▶ _WORK INSTRUCTIONS_: Gather every line of the entries that includes the word "rendered".

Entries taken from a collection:
--------------------------------------------------

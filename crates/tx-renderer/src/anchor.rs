//! Heading anchors and the table of contents.

use std::collections::HashSet;
use std::fmt::Write;
use std::sync::LazyLock;

use regex::Regex;

use crate::macros::Placement;
use crate::sanitize::{decode_entities, escape_html, strip_tags};

static NON_ANCHOR_RE: LazyLock<Regex> = LazyLock::new(|| Regex::new(r"[^\s\-\w]").unwrap());

static SEPARATOR_RE: LazyLock<Regex> = LazyLock::new(|| Regex::new(r"\s+(?:-+\s*)?").unwrap());

/// Deepest heading level listed in the table of contents.
const TOC_MAX_LEVEL: u8 = 4;

/// Turn text into an anchor name.
///
/// Removes everything but word characters, whitespace and hyphens, then
/// collapses whitespace (with any hyphens after it) into a single hyphen.
///
/// ```ignore
/// assert_eq!(sanitize_anchor("Title - with dash"), "Title-with-dash");
/// ```
pub fn sanitize_anchor(text: &str) -> String {
    let cleaned = NON_ANCHOR_RE.replace_all(text, "");
    SEPARATOR_RE.replace_all(&cleaned, "-").into_owned()
}

/// A heading of the rendered document.
#[derive(Clone, Debug, PartialEq, Eq)]
#[cfg_attr(feature = "serde", derive(serde::Serialize, serde::Deserialize))]
pub struct HeadingEntry {
    /// Heading level (1-6).
    pub level: u8,
    /// Heading text without markup.
    pub title: String,
    /// Anchor name, unique within the document.
    pub anchor: String,
    /// Position among the document's headings, starting at 1.
    pub index: usize,
}

/// Hands out unique anchor names for one document.
#[derive(Debug, Default)]
pub(crate) struct AnchorNamer {
    used: HashSet<String>,
}

impl AnchorNamer {
    /// Return `base`, or `base-2`, `base-3`, ... if already taken.
    pub fn unique(&mut self, base: String) -> String {
        if self.used.insert(base.clone()) {
            return base;
        }
        let mut n = 2;
        loop {
            let candidate = format!("{base}-{n}");
            if self.used.insert(candidate.clone()) {
                return candidate;
            }
            n += 1;
        }
    }
}

/// Anchor of a heading on the page titled `page_title` when pages are
/// exported into one document.
pub(crate) fn page_anchor(page_title: &str, anchor: &str) -> String {
    format!("{}_{anchor}", sanitize_anchor(page_title))
}

/// Plain text of a rendered heading.
pub(crate) fn heading_text(inner_html: &str) -> String {
    decode_entities(&strip_tags(inner_html)).trim().to_owned()
}

struct TocNode<'a> {
    entry: Option<&'a HeadingEntry>,
    children: Vec<TocNode<'a>>,
}

impl<'a> TocNode<'a> {
    fn insert(nodes: &mut Vec<TocNode<'a>>, depth: usize, entry: &'a HeadingEntry) {
        if depth == 0 {
            nodes.push(TocNode {
                entry: Some(entry),
                children: Vec::new(),
            });
            return;
        }
        if nodes.is_empty() {
            // Level gap: hold the deeper entry in an empty item.
            nodes.push(TocNode {
                entry: None,
                children: Vec::new(),
            });
        }
        if let Some(last) = nodes.last_mut() {
            Self::insert(&mut last.children, depth - 1, entry);
        }
    }

    fn render(nodes: &[TocNode<'_>], out: &mut String) {
        for node in nodes {
            out.push_str("<li>");
            if let Some(entry) = node.entry {
                let _ = write!(
                    out,
                    "<a href=\"#{}\">{}</a>",
                    escape_html(&entry.anchor),
                    escape_html(&entry.title)
                );
            }
            if !node.children.is_empty() {
                out.push_str("<ul>");
                Self::render(&node.children, out);
                out.push_str("</ul>");
            }
            out.push_str("</li>");
        }
    }
}

/// Render the table of contents as nested lists.
///
/// Headings deeper than level 4 are left out. Returns an empty string when
/// there is nothing to list.
pub(crate) fn render_toc(headings: &[HeadingEntry], placement: Option<Placement>) -> String {
    let listed: Vec<&HeadingEntry> = headings
        .iter()
        .filter(|h| h.level <= TOC_MAX_LEVEL)
        .collect();
    let Some(min_level) = listed.iter().map(|h| h.level).min() else {
        return String::new();
    };

    let mut roots = Vec::new();
    for entry in listed {
        TocNode::insert(&mut roots, usize::from(entry.level - min_level), entry);
    }

    let class = match placement {
        Some(Placement::Left) => "toc left",
        Some(Placement::Right) => "toc right",
        None => "toc",
    };
    let mut out = format!("<ul class=\"{class}\">");
    TocNode::render(&roots, &mut out);
    out.push_str("</ul>");
    out
}
//! Options shared by the rendering commands.

use std::io::Read;
use std::path::{Path, PathBuf};

use clap::{Args, ValueEnum};
use tx_config::{CliSettings, Config};
use tx_lookup::{Lookup, MemoryLookup, WikiPage};
use tx_renderer::{DefaultRoutes, RenderContext, Renderer, SectionEditLinks, WikiLinkMode};

use crate::error::CliError;

/// Wiki link style accepted on the command line.
#[derive(Clone, Copy, ValueEnum)]
pub(crate) enum WikiLinksArg {
    Normal,
    Local,
    Anchor,
}

impl From<WikiLinksArg> for WikiLinkMode {
    fn from(arg: WikiLinksArg) -> Self {
        match arg {
            WikiLinksArg::Normal => Self::Normal,
            WikiLinksArg::Local => Self::Local,
            WikiLinksArg::Anchor => Self::Anchor,
        }
    }
}

/// Render options, each overriding the matching `tx.toml` value.
#[derive(Args)]
pub(crate) struct RenderOptions {
    /// Path to configuration file (default: auto-discover tx.toml).
    #[arg(short, long)]
    config: Option<PathBuf>,

    /// Identifier of the project references resolve against.
    #[arg(short, long, env = "TX_PROJECT")]
    project: Option<String>,

    /// How wiki links are written.
    #[arg(long, value_enum)]
    wiki_links: Option<WikiLinksArg>,

    /// Prefix for generated application URLs.
    #[arg(long)]
    url_root: Option<String>,

    /// TOML fixture file with tracker data.
    #[arg(short, long)]
    fixtures: Option<PathBuf>,

    /// Leave `{{macro}}` blocks unexpanded.
    #[arg(long)]
    no_macros: bool,

    /// Title of the wiki page the text belongs to.
    #[arg(long)]
    page: Option<String>,
}

impl RenderOptions {
    fn cli_settings(&self) -> CliSettings {
        CliSettings {
            project: self.project.clone(),
            wiki_links: self.wiki_links.map(Into::into),
            macros: self.no_macros.then_some(false),
            url_root: self.url_root.clone(),
            fixtures: self.fixtures.clone(),
        }
    }
}

/// Configuration and tracker data for one invocation.
pub(crate) struct Session {
    config: Config,
    lookup: MemoryLookup,
    page: Option<String>,
}

impl Session {
    /// Load configuration and fixture data.
    pub(crate) fn open(options: &RenderOptions) -> Result<Self, CliError> {
        let config = Config::load(options.config.as_deref(), Some(&options.cli_settings()))?;
        if let Some(path) = &config.config_path {
            tracing::info!(path = %path.display(), "Loaded configuration");
        }

        let lookup = match &config.fixtures_path {
            Some(path) => {
                tracing::info!(path = %path.display(), "Loading fixtures");
                MemoryLookup::load(path)?
            }
            None => MemoryLookup::new(),
        };

        Ok(Self {
            config,
            lookup,
            page: options.page.clone(),
        })
    }

    /// Renderer bound to the fixture data.
    pub(crate) fn renderer(&self) -> Renderer<'_> {
        let render = &self.config.render;
        Renderer::new(&self.lookup)
            .with_routes(DefaultRoutes::new().with_root(render.url_root.clone()))
            .with_max_include_depth(render.max_include_depth)
    }

    /// Build the render context from configuration.
    pub(crate) fn context(&self) -> Result<RenderContext, CliError> {
        let render = &self.config.render;
        let mut ctx = RenderContext::new()
            .with_attachments(self.lookup.attachments().to_vec())
            .with_wiki_links(render.wiki_links)
            .with_macros(render.macros)
            .with_headings(render.headings);

        let project = match &render.project {
            Some(identifier) => Some(self.lookup.find_project(identifier).ok_or_else(|| {
                CliError::Validation(format!("Unknown project: {identifier}"))
            })?),
            None => None,
        };

        if let Some(title) = &self.page {
            let Some(project) = &project else {
                return Err(CliError::Validation(
                    "--page requires a project".to_owned(),
                ));
            };
            let page = self
                .lookup
                .find_wiki_page(project, &WikiPage::titleize(title))
                .unwrap_or_else(|| WikiPage::new(project.id, title, ""));
            ctx = ctx.with_wiki_page(page);
        }

        if let Some(project) = project {
            ctx = ctx.with_project(project);
        }

        if let Some(edit) = &render.edit_sections {
            ctx = ctx.with_edit_sections(
                SectionEditLinks::new(edit.url.clone())
                    .with_title(edit.title.clone())
                    .with_icon(edit.icon.clone()),
            );
        }

        Ok(ctx)
    }
}

/// Read the document from `file`, or from stdin when absent or `-`.
pub(crate) fn read_input(file: Option<&Path>) -> Result<String, CliError> {
    match file {
        Some(path) if path != Path::new("-") => Ok(std::fs::read_to_string(path)?),
        _ => {
            let mut text = String::new();
            std::io::stdin().read_to_string(&mut text)?;
            Ok(text)
        }
    }
}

--------------------------------------------------

▶ _EXERCISE OUTPUT_:
/// A heading of the rendered document.
/// Plain text of a rendered heading.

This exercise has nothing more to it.